Elle me regarde. Bien sûr que c’est moi, ce jour-là, qu’à travers le photographe elle regarde. Celui-ci a donc réussi à se faire le substitut de la personne à laquelle la photo était destinée. A l’époque, qui de nous deux aurait pu être jaloux de l’autre ? Le regard de Binta est intense, à paupières pourtant légèrement plissées. Comment dire plus fort qu’elle m’attendait ? Comment n’ai-je pas été davantage remué, à l’époque, par cette attente ? Comment ne pas me dire, encore aujourd’hui, qu’elle pourrait attendre quelque chose de moi ? Les ailes de nez sont largement ouvertes -j’aime que cela puisse s’appeler des ailes, c’est la deuxième chose que je remarque. Les ailes sont ouvertes et vibrantes. Comme celles d’un papillon prêt à s’envoler. Elles sont peut-être le relais d’expression de la sensualité, ce qu’on dit voir d’habitude, au Sénégal, dans l’écartement des deux incisives supérieures. Et cet écartement, je l’avais remarqué directement en voyant Binta, sans doute dès la première fois ! Sur la photo, sa bouche est fermée. Son sourire n’est que pressenti. On ne voit de sa bouche que deux lèvres pleines, extraordinairement charnues, merveilleusement charnues, au point qu’on peut rêver qu’elles parlent ou chantent ou goûtent. Que je peux rêver qu’elles embrassent aussi. Le grain de peau -est-ce bien comme cela qu’on dit, sans se faire entraîner prématurément par une couleur qui peut bien être celle du café et d’une certain chanson de Gainsbourg ? Parce qu’à bien y regarder tout est lisse, on pourrait même dire onctueux- invite à se poser la question d’un maquillage et comme cela est moins que sûr, invite à imaginer une sorte de maquillage naturel qui donne envie de s’y caresser, même sans permission, ne serait la crainte de se frotter par la même occasion au regard tapis.

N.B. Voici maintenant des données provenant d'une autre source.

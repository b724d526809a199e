//! Pen report and device snapshot types.
//!
//! A connected pad streams [`PenReport`]s through the service bridge.  Three
//! report kinds exist upstream (basic, with options, with time/count
//! sequence); they differ only in auxiliary metadata and all carry the same
//! [`PenSample`] payload, so the reconstruction engine treats them uniformly
//! via [`PenReport::sample`].

use serde::{Deserialize, Serialize};

/// A single raw pen sample in device coordinate space.
///
/// `x` and `y` range over `0..=max_x` / `0..=max_y` of the session's
/// [`DeviceCapability`]; `pressure` is the raw pressure-level reading used for
/// pen-up/down hysteresis.  `time` is the device-reported timestamp counter.
#[derive(Debug, Clone, Copy, PartialEq, Eq, Serialize, Deserialize)]
pub struct PenSample {
    pub x: u16,
    pub y: u16,
    pub pressure: u16,
    pub time: u32,
}

/// A pen report as delivered by the bridge, tagged with its upstream kind.
///
/// The kinds are semantically equivalent for stroke reconstruction; they are
/// preserved here so logging and diagnostics can distinguish them.
#[derive(Debug, Clone, Copy, PartialEq, Eq, Serialize, Deserialize)]
pub enum PenReport {
    /// Plain coordinate + pressure report.
    Basic(PenSample),
    /// Report carrying the pad's option byte (pen button state etc.).
    WithOptions { sample: PenSample, option: u16 },
    /// Report carrying the pad's time-count sequence number.
    TimeCountSequence { sample: PenSample, sequence: u16 },
}

impl PenReport {
    /// Projects the common sample payload out of any report kind.
    pub fn sample(&self) -> PenSample {
        match *self {
            PenReport::Basic(sample) => sample,
            PenReport::WithOptions { sample, .. } => sample,
            PenReport::TimeCountSequence { sample, .. } => sample,
        }
    }
}

/// Geometric capability of a connected pad, fixed for a session's lifetime.
///
/// `max_x`/`max_y` are the digitizer resolution used for coordinate
/// remapping; `screen_width`/`screen_height` describe the pad's own LCD.
#[derive(Debug, Clone, Copy, PartialEq, Eq, Serialize, Deserialize)]
pub struct DeviceCapability {
    pub max_x: u16,
    pub max_y: u16,
    pub screen_width: u16,
    pub screen_height: u16,
}

/// The pad's pressure threshold pair, fetched once per session.
///
/// `on_pressure_mark >= off_pressure_mark` is assumed: the gap between the
/// two marks is the hysteresis band that prevents pen-state flicker near a
/// single cutoff.
#[derive(Debug, Clone, Copy, PartialEq, Eq, Serialize, Deserialize)]
pub struct InkThreshold {
    pub on_pressure_mark: u16,
    pub off_pressure_mark: u16,
}

/// A USB device listing entry returned by bridge discovery.
#[derive(Debug, Clone, PartialEq, Eq, Serialize, Deserialize)]
pub struct DeviceDescriptor {
    pub vendor_id: u16,
    pub product_id: u16,
    /// Human-readable product name, if the bridge reports one.
    pub name: String,
}

/// A point in output-canvas coordinate space.
#[derive(Debug, Clone, Copy, PartialEq, Eq, Default)]
pub struct Point {
    pub x: u32,
    pub y: u32,
}

impl Point {
    /// Squared Euclidean distance to `other`.
    ///
    /// Kept squared on purpose: the distance gate compares against a squared
    /// constant, so no square root is ever needed.
    pub fn distance_sq(&self, other: &Point) -> u64 {
        let dx = i64::from(self.x) - i64::from(other.x);
        let dy = i64::from(self.y) - i64::from(other.y);
        (dx * dx + dy * dy) as u64
    }
}

/// One renderable unit of ink: a line from `from` to `to` in canvas space.
#[derive(Debug, Clone, Copy, PartialEq, Eq)]
pub struct Segment {
    pub from: Point,
    pub to: Point,
}

#[cfg(test)]
mod tests {
    use super::*;

    #[test]
    fn test_pen_report_kinds_project_same_sample() {
        let sample = PenSample {
            x: 100,
            y: 200,
            pressure: 512,
            time: 7,
        };

        let basic = PenReport::Basic(sample);
        let with_options = PenReport::WithOptions { sample, option: 1 };
        let sequenced = PenReport::TimeCountSequence {
            sample,
            sequence: 42,
        };

        assert_eq!(basic.sample(), sample);
        assert_eq!(with_options.sample(), sample);
        assert_eq!(sequenced.sample(), sample);
    }

    #[test]
    fn test_distance_sq_is_symmetric() {
        let a = Point { x: 0, y: 0 };
        let b = Point { x: 3, y: 4 };
        assert_eq!(a.distance_sq(&b), 25);
        assert_eq!(b.distance_sq(&a), 25);
    }

    #[test]
    fn test_distance_sq_of_identical_points_is_zero() {
        let p = Point { x: 17, y: 91 };
        assert_eq!(p.distance_sq(&p), 0);
    }
}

Codicille : j’ai suivi la suggestion de trouver « l’élément de médiation » parmi les textes déjà écrits lors de cet atelier de l’été 2025… J’ai trouvé, dès la #03 « Il y a la rigueur implacable des certificats ». Avec ce qui était à l’origine certificat de naissance s’est fait le lien du certificat d’hébergement et toute une histoire déjà écrite par bribes que je suis alle rechercher dans mes archives, histoire tragique encore difficile pour moi à écrire intégralement mais où, effectivement une photographie sans doute dédiée et envoyée, reçue puis oubliée puis retrouvée s’est trouvée pouvoir jouer le rôle de médiation… L’essentiel du travail a alors été redécoupage, mise dans un autre ordre et… éléments de médiation parfois à trouver entre les nouveaux modules de texte…
tu m’as embarquée dans le monde du visage de Binta, et dans les interrogations du narrateur sur ce qu’elle pensait et projetait alors, envisageait de sa vie future…
du mal à faire le lien entre l’image rouge d’une femme installée et celle en tea-shirt dans un élan spontané
je ne sais pas pourquoi mais un autre visage est venu se superposer au sien pendant ma lecture, celui de l’héroïne de la série « Rwanda, la couleur du sang » joué par Michaela Coel, un visage si fort qui laisse trace dans la mémoire
merci pour ce voyage que j’ai adoré…
Tu es trop forte, Françoise ! Tu m’as incité à aller chercher du côté de cette série « Rwanda, la couleur du sang »… J’ai trouvé une image-portrait de la comédienne qui semble incarner un rôle central dans cette série et alors j’ai été saisi : en occultant les vêtements et la coupe de cheveux, je vois une troublante ressemblance avec le portrait que j’ai gardé de Binta…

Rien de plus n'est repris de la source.